* _What you have to do_
Go through the material below, noting each line where the string "MonitorOpened" appears, and give only the total.

─── Supplied entries ───

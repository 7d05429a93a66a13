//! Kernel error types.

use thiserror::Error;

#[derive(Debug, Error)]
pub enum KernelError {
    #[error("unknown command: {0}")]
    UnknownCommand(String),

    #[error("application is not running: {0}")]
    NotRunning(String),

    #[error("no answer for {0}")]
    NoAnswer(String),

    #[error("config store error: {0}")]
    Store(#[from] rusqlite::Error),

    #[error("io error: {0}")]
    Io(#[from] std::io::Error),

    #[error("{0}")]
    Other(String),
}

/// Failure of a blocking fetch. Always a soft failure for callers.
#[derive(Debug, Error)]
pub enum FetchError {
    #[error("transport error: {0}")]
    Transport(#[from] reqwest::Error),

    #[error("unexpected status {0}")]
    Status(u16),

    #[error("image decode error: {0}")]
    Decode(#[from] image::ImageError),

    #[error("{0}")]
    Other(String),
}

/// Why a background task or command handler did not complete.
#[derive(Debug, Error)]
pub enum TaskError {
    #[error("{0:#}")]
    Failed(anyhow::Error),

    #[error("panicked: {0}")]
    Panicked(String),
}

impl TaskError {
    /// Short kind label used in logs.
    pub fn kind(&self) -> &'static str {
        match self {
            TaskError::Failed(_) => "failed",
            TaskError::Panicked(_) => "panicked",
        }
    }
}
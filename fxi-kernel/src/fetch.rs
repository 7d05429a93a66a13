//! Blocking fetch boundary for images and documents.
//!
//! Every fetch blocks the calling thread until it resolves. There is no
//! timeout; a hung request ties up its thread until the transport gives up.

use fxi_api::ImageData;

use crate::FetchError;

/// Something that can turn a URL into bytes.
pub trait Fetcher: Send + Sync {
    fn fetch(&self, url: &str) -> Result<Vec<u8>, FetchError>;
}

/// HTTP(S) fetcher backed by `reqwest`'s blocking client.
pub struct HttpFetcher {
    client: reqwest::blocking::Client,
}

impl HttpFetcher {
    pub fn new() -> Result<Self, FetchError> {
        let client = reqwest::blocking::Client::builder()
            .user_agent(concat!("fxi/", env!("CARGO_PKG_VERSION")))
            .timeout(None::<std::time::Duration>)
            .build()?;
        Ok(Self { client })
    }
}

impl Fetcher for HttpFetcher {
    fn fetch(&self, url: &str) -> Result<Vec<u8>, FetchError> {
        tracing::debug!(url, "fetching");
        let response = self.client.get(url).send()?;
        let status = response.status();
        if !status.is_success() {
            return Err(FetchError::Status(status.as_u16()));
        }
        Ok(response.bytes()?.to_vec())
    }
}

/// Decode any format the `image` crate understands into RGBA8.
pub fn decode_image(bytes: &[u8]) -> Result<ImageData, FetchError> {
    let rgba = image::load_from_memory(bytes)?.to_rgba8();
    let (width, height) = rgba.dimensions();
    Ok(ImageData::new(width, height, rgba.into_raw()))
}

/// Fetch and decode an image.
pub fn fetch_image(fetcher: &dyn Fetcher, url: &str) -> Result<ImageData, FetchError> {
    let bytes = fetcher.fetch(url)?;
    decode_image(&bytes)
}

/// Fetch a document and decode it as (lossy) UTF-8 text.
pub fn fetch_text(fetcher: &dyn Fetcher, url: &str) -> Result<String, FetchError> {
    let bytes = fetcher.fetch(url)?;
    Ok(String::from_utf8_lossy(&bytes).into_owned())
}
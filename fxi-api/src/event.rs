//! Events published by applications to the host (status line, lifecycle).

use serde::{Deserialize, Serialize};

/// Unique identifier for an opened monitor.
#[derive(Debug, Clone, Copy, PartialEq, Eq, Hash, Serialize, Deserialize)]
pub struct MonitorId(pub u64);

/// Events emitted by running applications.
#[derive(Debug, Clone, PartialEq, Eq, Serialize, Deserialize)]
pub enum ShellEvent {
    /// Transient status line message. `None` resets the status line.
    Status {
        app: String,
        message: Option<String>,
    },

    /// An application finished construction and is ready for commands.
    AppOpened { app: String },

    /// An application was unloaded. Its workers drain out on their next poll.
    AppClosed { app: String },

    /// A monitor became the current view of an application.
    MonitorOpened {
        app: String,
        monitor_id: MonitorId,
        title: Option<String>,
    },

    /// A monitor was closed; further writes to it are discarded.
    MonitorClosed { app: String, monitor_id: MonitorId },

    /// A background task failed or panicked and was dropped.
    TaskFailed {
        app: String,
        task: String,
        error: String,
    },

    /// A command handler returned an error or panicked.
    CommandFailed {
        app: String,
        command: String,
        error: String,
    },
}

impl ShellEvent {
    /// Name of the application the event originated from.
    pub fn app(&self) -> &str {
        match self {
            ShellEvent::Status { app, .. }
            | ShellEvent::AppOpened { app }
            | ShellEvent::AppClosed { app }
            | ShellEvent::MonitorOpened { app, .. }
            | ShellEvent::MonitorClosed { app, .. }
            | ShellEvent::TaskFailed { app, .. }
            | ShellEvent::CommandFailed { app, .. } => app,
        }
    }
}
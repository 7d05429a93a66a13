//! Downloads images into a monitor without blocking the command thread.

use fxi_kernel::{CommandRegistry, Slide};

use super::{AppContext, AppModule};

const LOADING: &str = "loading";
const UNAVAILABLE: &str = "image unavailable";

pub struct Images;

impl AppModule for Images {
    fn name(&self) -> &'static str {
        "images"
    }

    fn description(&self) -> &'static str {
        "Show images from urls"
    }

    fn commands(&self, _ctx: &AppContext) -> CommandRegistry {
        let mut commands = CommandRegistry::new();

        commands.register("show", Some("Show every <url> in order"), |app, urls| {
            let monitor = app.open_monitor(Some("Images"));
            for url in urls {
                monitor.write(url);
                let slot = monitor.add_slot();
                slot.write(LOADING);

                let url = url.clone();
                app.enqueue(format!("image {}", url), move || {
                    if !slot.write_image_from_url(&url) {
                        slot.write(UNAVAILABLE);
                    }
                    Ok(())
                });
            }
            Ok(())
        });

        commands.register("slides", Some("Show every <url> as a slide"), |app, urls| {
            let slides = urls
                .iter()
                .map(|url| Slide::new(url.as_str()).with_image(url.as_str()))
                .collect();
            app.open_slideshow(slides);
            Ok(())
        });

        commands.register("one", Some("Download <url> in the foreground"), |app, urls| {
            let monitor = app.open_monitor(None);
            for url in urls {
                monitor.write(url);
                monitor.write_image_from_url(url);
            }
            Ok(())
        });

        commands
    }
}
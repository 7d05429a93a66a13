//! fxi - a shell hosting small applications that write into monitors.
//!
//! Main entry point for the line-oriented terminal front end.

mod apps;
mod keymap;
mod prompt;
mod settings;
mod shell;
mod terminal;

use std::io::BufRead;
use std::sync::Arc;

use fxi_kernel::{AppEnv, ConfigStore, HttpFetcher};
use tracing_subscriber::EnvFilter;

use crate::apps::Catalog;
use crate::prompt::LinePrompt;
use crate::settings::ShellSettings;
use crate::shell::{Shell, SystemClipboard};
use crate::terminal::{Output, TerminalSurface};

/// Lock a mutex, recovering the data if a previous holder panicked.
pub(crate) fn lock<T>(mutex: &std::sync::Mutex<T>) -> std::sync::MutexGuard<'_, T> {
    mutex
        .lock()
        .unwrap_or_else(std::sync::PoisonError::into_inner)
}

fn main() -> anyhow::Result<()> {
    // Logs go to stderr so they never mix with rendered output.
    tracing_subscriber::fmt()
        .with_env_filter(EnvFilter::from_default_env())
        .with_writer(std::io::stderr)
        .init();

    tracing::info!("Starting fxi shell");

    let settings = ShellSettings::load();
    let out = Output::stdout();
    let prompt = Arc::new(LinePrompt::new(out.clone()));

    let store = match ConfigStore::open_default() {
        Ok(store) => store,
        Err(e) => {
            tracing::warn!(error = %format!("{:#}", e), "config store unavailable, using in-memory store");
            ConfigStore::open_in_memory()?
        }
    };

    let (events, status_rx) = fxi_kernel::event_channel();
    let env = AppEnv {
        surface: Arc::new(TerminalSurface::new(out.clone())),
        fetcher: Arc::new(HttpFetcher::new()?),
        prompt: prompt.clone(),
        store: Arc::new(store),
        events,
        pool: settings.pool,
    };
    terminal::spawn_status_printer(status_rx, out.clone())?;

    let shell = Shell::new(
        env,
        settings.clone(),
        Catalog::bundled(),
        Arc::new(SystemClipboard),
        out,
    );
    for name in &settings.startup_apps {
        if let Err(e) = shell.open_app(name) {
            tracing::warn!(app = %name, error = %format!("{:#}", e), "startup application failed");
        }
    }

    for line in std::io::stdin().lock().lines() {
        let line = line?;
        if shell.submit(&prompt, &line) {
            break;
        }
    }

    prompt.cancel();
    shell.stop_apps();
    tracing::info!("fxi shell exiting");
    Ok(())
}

───
─── Supplied entries ───

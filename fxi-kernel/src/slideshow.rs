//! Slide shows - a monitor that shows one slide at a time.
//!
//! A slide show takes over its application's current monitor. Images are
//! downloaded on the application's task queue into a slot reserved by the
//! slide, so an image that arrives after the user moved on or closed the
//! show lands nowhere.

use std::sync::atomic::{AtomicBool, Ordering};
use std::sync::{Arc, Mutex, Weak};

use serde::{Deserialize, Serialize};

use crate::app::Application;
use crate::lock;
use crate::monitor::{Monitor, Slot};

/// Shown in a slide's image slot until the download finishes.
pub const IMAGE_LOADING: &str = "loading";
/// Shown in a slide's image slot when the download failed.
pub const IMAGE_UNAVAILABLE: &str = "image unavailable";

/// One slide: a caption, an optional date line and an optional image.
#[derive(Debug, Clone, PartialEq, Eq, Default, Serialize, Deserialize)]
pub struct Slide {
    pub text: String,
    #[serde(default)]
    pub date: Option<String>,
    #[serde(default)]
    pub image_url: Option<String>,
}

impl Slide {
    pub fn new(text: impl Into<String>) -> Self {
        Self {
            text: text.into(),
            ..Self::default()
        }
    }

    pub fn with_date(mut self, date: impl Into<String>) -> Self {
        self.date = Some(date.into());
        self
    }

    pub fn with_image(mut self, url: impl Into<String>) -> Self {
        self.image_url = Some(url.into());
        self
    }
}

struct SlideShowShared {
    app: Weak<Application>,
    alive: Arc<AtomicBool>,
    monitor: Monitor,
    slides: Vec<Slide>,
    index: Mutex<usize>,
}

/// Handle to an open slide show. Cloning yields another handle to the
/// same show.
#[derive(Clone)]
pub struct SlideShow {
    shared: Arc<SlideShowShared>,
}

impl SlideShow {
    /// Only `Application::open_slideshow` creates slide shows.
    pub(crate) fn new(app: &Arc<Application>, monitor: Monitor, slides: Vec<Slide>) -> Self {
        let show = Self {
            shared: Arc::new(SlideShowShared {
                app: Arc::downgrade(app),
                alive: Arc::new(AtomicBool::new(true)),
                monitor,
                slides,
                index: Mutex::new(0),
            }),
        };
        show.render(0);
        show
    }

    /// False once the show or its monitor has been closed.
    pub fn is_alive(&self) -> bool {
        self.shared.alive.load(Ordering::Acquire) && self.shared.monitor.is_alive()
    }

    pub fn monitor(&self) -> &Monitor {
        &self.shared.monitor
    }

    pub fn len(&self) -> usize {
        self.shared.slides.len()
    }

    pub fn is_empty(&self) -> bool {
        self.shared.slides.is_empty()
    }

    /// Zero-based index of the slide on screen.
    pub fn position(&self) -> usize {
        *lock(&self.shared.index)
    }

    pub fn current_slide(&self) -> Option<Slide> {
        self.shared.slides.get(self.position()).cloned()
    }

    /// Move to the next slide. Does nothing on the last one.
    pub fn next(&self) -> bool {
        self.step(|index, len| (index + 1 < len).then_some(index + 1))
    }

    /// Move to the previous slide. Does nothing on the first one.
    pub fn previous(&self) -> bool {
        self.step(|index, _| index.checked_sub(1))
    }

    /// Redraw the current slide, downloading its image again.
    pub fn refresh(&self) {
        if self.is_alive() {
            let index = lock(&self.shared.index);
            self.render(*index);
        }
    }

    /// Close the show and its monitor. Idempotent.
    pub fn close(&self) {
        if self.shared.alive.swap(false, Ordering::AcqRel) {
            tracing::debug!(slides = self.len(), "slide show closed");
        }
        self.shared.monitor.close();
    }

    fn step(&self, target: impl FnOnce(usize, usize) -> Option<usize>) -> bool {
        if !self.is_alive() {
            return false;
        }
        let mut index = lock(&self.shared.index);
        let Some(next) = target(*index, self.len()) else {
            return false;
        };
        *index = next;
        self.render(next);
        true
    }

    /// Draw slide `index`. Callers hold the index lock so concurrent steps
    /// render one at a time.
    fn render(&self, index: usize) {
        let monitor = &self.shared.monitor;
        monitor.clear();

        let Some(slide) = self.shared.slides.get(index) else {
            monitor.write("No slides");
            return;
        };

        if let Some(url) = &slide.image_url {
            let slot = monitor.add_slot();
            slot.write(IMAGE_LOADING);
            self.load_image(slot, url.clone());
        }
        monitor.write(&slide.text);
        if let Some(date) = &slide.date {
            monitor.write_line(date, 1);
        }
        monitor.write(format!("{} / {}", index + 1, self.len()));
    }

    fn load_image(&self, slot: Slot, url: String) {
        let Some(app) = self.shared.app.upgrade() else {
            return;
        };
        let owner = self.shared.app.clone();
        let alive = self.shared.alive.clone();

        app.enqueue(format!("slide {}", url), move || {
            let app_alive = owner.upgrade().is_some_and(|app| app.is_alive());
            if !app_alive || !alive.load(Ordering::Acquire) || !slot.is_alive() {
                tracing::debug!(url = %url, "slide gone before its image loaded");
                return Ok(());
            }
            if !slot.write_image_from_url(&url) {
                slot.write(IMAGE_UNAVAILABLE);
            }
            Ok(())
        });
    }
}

───

* _Answer space_
2